The question: Getting rid of warts usually means having them cut out, frozen with liquid nitrogen, treated with salicylic acid or vaporized with a laser. Because these skin growths are caused by the human papillomavirus, might something that stimulates an immune system response to the virus also work?
This study randomly assigned 201 people with one or more warts to have their largest wart injected with one of three skin-test antigens – preparations that provoke an immune response and are used to test whether someone has been exposed to mumps, yeast infection or fungal infection – or a placebo. After no more than five injections, three weeks apart, warts that had been injected were gone in 60 percent of those who had antigen injections and in 24 percent of the placebo group. In about 22 percent of the antigen group, all other warts also had disappeared; that occurred in 10 percent of those given placebo injections. The type of antigen used did not affect the results.

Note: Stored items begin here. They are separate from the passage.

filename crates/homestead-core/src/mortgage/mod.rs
pub mod amortization;
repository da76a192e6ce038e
use rust_decimal::Decimal;
use rust_decimal_macros::dec;

use crate::deposit::growth::opportunity_cost;
use crate::inflation::projection::project_value;
use crate::rate_series::RateSeries;
use crate::time_value::round_unit;
use crate::types::{Money, RatePct};

/// Renovation cost at the completion year: `cost_per_area × area` indexed
/// by inflation over the years until delivery.
pub fn renovation_cost(
    cost_per_area: Money,
    area: Decimal,
    rates: &RateSeries,
    completion_year: i32,
    as_of_year: i32,
) -> Money {
    if area <= Decimal::ZERO || cost_per_area <= Decimal::ZERO {
        return Decimal::ZERO;
    }
    let years_until_completion = (completion_year - as_of_year).max(0) as u32;
    project_value(cost_per_area * area, rates, years_until_completion, Decimal::ZERO)
}

/// Deposit interest forgone by spending `renovation_cost` at completion
/// instead of depositing it until the end of the horizon.
pub fn renovation_opportunity_cost(
    renovation_cost: Money,
    deposit_rates: &RateSeries,
    years_from_completion_to_end: u32,
) -> Money {
    opportunity_cost(renovation_cost, deposit_rates, years_from_completion_to_end)
}

/// Part of the renovation spend recovered in the sale price.
pub fn recovered_at_sale(renovation_cost: Money, return_rate: RatePct) -> Money {
    round_unit(renovation_cost * return_rate / dec!(100))
}

pub fn price_per_area(property_price: Money, area: Option<Decimal>) -> Option<Money> {
    match area {
        Some(a) if a > Decimal::ZERO => Some(round_unit(property_price / a)),
        _ => None,
    }
}

/// A property delivered this year or later most likely needs finishing.
pub fn renovation_likely_needed(completion_year: i32, as_of_year: i32) -> bool {
    completion_year >= as_of_year
}

/// Calendar year in which the renovation is paid for.
pub fn renovation_year(completion_year: i32, as_of_year: i32) -> i32 {
    completion_year.max(as_of_year)
}

/// Cash out of pocket up front: down payment plus renovation.
pub fn initial_investment(down_payment: Money, renovation_cost: Money) -> Money {
    down_payment + renovation_cost
}
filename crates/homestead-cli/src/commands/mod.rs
pub mod compare;
pub mod engines;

Who may be affected by these findings? People with common warts. Anyone can develop warts, which are infectious, but some people – especially children – are more susceptible than others.
Caveats: Saline, which was used as the placebo, may have triggered some immune response and improved the placebo results. The study was too short to test relapse rates. Two of the four authors hold a patent for a product based on the antigens used in the study and are partners in a company formed to market the product.
Bottom line: Anyone with warts may want to talk with a dermatologist about considering skin-test antigen injections as a treatment option.
Find this study: May issue of the Archives of Dermatology; abstract available online at www.archdermatol.com.